Dataset entries
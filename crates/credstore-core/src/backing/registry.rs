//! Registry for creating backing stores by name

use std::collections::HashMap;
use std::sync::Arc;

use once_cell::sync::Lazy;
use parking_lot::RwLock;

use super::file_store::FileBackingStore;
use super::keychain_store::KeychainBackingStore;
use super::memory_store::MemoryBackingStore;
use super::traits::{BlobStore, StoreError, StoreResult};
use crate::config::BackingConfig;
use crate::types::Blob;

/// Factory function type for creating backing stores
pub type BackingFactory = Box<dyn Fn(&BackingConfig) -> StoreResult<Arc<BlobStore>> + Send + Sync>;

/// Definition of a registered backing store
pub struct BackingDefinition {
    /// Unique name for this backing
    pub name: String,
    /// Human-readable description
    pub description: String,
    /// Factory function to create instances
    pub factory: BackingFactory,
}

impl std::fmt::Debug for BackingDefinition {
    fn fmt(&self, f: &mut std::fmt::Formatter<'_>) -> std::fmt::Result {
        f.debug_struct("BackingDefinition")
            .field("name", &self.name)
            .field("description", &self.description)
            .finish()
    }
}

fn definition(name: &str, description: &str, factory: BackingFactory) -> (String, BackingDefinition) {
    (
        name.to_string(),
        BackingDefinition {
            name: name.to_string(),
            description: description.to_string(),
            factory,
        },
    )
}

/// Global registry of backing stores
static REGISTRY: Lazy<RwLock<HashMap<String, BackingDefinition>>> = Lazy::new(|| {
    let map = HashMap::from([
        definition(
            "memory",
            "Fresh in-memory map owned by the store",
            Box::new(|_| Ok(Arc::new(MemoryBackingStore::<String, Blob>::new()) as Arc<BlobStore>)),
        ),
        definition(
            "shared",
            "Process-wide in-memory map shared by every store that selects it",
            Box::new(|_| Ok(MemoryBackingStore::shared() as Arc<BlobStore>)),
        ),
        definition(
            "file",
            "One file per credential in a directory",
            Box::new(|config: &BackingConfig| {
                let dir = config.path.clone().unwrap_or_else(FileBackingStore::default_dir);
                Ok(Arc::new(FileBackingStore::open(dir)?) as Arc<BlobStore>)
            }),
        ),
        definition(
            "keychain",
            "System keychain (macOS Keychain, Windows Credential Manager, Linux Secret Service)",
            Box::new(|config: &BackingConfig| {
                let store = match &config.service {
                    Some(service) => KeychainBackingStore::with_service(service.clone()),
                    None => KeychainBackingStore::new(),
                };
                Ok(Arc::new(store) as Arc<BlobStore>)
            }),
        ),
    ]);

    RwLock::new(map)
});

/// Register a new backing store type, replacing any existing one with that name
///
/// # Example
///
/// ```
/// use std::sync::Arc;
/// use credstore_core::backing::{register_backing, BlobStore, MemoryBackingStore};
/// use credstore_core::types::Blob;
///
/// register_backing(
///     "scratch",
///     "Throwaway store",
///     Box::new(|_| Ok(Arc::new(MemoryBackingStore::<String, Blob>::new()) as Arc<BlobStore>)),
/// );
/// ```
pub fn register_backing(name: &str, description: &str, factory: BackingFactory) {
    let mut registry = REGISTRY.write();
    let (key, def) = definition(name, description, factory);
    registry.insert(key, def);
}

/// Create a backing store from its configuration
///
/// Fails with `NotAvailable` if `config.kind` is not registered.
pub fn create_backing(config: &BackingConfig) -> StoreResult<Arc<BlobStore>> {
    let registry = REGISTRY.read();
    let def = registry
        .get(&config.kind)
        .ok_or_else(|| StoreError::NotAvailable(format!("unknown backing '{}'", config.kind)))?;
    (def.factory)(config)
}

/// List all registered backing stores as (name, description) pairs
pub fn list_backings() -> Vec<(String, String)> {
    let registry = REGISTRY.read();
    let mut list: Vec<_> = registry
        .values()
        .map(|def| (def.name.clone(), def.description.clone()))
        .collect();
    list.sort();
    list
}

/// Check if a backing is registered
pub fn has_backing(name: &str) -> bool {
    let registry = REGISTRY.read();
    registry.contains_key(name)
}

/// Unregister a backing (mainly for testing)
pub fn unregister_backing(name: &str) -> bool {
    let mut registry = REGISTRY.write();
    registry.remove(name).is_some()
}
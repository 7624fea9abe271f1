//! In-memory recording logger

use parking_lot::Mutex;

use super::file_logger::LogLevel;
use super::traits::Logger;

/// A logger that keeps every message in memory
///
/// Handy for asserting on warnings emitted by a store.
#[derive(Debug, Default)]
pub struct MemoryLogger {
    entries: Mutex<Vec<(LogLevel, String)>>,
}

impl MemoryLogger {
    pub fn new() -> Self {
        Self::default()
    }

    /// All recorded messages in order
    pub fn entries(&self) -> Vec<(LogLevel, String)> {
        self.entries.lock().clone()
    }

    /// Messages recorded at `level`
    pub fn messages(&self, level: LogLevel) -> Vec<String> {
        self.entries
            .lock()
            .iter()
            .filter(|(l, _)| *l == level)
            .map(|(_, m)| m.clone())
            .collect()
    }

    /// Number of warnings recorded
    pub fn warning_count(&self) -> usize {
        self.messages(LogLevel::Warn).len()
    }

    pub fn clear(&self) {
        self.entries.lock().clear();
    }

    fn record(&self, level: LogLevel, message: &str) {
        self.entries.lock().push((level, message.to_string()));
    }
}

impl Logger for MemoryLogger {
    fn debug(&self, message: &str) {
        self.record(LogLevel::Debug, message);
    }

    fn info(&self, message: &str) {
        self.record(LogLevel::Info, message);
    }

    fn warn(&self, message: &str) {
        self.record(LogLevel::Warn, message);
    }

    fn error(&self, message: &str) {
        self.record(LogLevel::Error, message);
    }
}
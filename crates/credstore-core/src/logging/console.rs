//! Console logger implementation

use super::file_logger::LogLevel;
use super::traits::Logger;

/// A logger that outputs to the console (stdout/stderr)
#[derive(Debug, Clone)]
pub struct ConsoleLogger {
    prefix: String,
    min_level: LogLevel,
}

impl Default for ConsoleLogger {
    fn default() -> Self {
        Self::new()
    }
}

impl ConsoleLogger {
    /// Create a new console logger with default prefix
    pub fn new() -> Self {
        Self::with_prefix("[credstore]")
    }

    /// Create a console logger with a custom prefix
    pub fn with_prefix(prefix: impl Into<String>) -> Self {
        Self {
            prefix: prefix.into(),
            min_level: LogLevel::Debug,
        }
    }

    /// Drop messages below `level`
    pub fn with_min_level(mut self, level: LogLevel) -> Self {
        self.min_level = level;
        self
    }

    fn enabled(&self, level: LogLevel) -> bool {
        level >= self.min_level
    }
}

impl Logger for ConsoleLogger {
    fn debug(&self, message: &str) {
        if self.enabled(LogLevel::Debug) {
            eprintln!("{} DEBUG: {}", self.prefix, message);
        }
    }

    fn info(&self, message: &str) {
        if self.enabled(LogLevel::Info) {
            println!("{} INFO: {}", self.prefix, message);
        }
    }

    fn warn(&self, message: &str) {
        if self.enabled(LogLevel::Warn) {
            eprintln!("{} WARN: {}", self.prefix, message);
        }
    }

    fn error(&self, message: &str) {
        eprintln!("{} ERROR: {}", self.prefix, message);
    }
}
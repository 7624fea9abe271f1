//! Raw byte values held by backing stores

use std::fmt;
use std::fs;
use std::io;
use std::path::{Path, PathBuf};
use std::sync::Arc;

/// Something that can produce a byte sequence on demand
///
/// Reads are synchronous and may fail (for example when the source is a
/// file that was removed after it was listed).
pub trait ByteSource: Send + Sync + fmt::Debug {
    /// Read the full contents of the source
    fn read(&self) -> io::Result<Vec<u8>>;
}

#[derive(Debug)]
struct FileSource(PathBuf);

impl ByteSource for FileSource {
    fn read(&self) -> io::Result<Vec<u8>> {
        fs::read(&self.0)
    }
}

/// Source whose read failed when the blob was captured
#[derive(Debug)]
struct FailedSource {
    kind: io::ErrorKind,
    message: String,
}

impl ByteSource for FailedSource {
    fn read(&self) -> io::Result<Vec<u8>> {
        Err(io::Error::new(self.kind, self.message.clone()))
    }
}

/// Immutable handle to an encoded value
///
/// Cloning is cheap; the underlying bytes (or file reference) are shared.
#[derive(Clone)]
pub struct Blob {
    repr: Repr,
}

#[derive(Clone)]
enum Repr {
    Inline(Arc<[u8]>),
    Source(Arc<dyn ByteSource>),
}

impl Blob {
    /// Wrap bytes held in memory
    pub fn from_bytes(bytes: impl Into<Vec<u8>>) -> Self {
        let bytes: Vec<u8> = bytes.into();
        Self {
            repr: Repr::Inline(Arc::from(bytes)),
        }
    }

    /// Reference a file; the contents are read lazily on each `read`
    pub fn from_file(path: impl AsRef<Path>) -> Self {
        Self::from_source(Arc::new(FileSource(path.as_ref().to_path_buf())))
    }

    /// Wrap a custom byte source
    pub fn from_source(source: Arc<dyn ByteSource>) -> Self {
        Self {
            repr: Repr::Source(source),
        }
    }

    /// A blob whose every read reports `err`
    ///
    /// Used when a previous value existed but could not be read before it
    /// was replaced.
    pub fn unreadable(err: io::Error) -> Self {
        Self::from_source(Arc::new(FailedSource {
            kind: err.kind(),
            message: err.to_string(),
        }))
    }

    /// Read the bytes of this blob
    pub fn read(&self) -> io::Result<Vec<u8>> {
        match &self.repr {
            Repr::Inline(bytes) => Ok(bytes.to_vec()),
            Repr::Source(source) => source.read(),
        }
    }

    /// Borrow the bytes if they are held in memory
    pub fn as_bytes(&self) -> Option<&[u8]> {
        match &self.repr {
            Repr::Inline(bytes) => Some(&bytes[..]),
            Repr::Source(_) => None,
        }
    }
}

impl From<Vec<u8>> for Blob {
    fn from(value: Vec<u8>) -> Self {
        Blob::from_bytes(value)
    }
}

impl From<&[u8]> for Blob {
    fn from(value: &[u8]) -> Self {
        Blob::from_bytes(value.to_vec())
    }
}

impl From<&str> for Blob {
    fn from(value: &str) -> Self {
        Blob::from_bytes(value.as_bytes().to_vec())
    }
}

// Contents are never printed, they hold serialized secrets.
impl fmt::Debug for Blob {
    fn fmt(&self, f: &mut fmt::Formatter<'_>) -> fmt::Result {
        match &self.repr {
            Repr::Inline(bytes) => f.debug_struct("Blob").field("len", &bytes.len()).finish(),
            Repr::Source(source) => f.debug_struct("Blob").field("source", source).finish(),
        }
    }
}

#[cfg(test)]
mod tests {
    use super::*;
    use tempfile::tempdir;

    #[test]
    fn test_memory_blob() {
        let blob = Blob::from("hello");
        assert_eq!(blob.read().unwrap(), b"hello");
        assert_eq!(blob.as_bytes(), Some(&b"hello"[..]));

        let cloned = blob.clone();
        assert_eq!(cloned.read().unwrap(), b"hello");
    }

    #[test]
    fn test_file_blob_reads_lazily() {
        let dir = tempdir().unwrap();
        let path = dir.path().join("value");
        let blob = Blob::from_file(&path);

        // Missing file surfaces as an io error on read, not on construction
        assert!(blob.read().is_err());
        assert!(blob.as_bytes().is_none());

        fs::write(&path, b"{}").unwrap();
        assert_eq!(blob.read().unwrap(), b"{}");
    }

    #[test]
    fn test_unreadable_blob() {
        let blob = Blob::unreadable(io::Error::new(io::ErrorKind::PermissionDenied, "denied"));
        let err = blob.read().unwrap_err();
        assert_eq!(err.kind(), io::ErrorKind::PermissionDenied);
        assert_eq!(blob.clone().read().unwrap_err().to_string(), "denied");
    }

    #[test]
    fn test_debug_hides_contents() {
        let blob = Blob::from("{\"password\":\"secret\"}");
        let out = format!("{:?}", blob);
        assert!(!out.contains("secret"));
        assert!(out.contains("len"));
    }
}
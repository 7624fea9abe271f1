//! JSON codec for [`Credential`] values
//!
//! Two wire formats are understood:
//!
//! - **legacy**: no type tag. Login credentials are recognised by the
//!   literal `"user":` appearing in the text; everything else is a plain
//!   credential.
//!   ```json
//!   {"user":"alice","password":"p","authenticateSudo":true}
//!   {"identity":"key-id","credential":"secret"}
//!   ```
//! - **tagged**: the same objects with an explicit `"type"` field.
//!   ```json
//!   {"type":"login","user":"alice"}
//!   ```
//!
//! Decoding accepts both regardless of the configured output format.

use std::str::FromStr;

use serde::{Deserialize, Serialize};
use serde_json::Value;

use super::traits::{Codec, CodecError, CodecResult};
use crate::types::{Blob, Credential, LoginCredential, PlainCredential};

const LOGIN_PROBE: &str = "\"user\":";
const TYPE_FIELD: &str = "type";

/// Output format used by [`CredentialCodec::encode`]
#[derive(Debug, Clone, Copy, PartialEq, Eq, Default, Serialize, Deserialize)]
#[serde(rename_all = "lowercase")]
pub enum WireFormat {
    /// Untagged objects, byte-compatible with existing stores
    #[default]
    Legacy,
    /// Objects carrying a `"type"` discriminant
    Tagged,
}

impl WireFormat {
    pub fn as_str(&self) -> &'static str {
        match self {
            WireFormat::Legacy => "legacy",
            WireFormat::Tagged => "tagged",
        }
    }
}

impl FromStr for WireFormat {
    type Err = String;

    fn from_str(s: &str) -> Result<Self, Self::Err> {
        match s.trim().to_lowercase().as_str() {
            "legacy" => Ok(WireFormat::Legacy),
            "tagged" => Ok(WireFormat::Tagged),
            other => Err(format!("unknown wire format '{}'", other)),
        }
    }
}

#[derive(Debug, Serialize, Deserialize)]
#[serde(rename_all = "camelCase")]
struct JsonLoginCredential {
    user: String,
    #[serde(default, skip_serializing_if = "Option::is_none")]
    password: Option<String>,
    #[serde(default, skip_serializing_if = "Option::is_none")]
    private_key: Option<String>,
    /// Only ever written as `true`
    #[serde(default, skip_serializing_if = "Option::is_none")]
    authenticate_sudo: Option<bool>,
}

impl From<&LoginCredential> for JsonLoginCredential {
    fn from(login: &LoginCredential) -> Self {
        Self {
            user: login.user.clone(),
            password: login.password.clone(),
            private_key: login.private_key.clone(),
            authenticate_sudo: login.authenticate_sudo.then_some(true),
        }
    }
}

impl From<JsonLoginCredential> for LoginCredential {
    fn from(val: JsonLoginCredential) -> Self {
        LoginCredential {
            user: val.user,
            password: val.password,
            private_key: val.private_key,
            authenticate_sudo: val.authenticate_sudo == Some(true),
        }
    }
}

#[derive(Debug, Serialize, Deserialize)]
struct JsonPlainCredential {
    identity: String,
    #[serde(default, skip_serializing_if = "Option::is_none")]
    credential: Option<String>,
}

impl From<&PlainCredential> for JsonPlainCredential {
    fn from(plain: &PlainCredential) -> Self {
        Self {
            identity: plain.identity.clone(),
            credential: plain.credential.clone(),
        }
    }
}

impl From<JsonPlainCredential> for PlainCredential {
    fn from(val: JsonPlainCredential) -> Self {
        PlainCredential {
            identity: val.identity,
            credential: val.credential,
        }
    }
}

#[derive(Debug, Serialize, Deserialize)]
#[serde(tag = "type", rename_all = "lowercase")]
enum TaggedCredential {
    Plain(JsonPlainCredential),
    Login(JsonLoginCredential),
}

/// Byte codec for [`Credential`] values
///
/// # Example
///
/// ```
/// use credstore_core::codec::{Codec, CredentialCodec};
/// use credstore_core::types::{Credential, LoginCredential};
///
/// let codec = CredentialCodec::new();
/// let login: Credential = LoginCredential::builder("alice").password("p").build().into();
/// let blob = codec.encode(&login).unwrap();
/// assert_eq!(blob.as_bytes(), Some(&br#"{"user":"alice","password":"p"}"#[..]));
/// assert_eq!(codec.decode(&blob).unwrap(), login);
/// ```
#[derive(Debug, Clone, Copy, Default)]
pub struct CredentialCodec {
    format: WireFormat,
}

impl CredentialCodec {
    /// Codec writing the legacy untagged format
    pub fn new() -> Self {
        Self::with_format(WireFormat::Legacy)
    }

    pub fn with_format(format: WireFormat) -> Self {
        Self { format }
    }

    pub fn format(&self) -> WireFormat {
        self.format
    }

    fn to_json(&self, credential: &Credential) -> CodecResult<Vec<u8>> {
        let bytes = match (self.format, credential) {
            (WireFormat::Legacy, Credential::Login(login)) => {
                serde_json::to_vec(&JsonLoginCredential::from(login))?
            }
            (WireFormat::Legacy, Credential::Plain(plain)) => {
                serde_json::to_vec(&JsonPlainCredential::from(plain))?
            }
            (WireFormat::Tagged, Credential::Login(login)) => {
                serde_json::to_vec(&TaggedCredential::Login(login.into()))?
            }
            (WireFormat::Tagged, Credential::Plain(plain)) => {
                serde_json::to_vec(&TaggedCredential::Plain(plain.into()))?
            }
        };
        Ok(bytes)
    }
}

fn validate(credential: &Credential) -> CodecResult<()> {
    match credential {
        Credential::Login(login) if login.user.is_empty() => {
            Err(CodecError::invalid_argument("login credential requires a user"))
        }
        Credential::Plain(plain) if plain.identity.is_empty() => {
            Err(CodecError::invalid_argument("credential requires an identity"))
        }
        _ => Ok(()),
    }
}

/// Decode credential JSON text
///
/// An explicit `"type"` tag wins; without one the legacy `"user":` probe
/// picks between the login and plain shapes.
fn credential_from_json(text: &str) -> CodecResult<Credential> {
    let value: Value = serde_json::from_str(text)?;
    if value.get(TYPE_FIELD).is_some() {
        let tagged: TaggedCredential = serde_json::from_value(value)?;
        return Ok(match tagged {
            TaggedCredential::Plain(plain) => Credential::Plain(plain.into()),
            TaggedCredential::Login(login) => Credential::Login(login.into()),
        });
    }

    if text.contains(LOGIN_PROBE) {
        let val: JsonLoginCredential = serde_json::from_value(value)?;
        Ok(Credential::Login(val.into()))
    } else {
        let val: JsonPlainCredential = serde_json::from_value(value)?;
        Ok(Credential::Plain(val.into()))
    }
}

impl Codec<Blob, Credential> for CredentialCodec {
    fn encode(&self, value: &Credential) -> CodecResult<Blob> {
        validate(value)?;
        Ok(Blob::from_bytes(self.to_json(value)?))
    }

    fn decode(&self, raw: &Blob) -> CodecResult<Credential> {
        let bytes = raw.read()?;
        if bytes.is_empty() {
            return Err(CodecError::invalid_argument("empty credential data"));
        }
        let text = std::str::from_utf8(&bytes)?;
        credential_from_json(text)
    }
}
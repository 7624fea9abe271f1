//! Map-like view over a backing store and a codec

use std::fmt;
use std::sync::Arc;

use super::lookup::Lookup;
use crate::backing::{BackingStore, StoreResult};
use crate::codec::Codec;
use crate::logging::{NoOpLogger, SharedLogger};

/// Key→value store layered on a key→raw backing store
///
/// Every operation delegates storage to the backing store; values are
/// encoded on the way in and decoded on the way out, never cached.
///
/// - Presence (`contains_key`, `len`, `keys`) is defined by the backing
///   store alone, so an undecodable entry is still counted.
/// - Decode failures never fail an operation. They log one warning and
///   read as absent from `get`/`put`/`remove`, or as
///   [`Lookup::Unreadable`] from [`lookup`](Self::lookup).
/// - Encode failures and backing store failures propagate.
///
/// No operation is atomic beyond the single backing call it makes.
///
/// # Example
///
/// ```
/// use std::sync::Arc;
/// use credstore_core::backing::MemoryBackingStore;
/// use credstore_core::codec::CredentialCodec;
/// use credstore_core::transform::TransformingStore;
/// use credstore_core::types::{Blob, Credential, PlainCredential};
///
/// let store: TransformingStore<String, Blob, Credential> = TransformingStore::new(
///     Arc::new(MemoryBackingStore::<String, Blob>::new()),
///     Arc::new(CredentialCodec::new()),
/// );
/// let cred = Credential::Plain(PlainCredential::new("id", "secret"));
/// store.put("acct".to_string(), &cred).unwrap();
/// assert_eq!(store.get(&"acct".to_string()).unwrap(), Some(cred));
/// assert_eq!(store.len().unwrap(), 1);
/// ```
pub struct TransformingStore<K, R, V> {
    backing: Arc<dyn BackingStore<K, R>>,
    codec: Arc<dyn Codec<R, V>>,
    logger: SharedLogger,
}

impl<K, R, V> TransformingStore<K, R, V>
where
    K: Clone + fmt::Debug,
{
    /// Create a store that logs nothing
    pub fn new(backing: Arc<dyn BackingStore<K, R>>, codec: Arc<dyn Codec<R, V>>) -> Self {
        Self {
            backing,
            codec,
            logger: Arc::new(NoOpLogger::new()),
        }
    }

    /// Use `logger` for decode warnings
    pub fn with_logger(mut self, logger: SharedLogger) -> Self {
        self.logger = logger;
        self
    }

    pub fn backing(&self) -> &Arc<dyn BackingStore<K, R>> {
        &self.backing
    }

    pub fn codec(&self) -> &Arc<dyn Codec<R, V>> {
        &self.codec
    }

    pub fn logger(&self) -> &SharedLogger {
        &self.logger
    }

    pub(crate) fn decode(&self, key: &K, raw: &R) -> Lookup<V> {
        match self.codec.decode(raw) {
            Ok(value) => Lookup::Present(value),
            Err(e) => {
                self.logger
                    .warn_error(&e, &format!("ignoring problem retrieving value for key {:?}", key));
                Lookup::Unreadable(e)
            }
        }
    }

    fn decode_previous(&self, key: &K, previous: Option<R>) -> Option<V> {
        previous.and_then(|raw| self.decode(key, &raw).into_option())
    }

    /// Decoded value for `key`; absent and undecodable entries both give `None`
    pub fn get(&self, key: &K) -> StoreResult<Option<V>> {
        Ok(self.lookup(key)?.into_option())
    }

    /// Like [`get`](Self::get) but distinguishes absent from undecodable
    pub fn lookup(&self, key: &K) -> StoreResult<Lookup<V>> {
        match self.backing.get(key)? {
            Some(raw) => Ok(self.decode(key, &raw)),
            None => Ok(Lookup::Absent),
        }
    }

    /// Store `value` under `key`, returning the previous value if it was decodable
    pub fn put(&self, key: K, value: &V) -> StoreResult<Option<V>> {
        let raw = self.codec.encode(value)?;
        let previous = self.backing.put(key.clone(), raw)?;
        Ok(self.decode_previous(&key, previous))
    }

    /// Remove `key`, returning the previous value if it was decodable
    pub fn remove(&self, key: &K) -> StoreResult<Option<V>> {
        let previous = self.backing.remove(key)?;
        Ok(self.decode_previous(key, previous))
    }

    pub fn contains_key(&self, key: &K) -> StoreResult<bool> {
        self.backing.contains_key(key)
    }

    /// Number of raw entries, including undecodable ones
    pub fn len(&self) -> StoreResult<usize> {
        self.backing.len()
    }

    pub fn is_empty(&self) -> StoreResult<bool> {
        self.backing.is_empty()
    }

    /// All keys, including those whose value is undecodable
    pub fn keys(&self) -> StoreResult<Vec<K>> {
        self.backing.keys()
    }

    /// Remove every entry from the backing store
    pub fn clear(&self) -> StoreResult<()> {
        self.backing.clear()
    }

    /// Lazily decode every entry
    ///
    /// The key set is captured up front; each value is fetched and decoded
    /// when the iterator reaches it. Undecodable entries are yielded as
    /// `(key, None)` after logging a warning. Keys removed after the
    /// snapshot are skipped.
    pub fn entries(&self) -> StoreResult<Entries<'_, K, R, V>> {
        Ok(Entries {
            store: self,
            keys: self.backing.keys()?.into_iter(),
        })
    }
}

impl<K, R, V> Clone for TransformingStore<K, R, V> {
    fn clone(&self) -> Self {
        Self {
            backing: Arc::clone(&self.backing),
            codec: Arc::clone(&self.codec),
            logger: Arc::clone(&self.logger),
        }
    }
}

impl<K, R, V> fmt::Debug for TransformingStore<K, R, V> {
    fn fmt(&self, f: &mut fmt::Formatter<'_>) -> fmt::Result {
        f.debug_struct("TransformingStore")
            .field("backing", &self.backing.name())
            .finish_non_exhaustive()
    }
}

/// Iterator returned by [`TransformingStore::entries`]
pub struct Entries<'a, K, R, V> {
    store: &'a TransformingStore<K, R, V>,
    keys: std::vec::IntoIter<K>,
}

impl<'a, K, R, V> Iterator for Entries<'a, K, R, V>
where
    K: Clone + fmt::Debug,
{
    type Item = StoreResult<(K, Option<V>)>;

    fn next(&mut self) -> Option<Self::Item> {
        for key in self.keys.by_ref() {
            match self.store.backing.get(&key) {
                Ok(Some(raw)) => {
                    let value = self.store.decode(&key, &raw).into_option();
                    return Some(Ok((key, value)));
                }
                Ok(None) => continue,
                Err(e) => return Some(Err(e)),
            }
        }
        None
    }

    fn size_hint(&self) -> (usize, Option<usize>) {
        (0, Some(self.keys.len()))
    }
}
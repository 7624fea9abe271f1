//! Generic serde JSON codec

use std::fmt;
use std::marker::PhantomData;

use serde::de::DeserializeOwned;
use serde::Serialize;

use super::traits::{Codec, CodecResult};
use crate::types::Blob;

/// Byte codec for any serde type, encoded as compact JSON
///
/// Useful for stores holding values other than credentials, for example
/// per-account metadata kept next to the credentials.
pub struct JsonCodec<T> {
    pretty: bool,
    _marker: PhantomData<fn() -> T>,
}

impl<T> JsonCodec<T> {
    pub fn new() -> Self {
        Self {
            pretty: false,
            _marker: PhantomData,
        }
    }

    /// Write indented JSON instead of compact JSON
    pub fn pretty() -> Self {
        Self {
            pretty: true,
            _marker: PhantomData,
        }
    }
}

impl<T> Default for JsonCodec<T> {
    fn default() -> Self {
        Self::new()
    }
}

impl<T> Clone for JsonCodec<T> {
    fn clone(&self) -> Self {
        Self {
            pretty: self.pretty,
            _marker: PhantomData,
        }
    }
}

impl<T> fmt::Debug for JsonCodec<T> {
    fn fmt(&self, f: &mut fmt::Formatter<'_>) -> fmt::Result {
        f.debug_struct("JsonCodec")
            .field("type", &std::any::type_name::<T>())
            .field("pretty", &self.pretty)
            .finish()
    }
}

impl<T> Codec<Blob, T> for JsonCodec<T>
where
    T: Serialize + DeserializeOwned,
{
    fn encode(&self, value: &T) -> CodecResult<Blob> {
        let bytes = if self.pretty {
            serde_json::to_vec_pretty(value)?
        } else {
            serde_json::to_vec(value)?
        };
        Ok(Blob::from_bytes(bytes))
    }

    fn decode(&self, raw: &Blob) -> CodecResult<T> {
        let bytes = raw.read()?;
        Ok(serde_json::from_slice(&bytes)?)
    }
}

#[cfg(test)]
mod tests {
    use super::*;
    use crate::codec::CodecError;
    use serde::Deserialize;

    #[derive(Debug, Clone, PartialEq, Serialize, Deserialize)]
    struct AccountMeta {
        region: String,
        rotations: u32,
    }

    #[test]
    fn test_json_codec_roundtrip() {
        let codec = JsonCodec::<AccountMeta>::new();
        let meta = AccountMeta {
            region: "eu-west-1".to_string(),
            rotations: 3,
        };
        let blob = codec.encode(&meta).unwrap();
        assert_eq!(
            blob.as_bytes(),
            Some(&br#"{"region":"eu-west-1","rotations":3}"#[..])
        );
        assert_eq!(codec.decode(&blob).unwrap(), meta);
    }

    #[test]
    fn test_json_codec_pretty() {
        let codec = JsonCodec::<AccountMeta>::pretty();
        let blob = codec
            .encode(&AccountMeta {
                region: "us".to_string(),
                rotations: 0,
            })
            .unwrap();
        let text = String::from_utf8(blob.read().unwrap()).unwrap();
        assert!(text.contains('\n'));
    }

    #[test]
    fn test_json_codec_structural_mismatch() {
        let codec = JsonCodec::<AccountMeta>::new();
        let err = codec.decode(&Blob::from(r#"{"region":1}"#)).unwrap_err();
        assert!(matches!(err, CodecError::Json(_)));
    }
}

### REQUIRED ACTION
State how many lines of the records above hold the word "bool", adding nothing beyond the number.

### TASK OUTPUT
7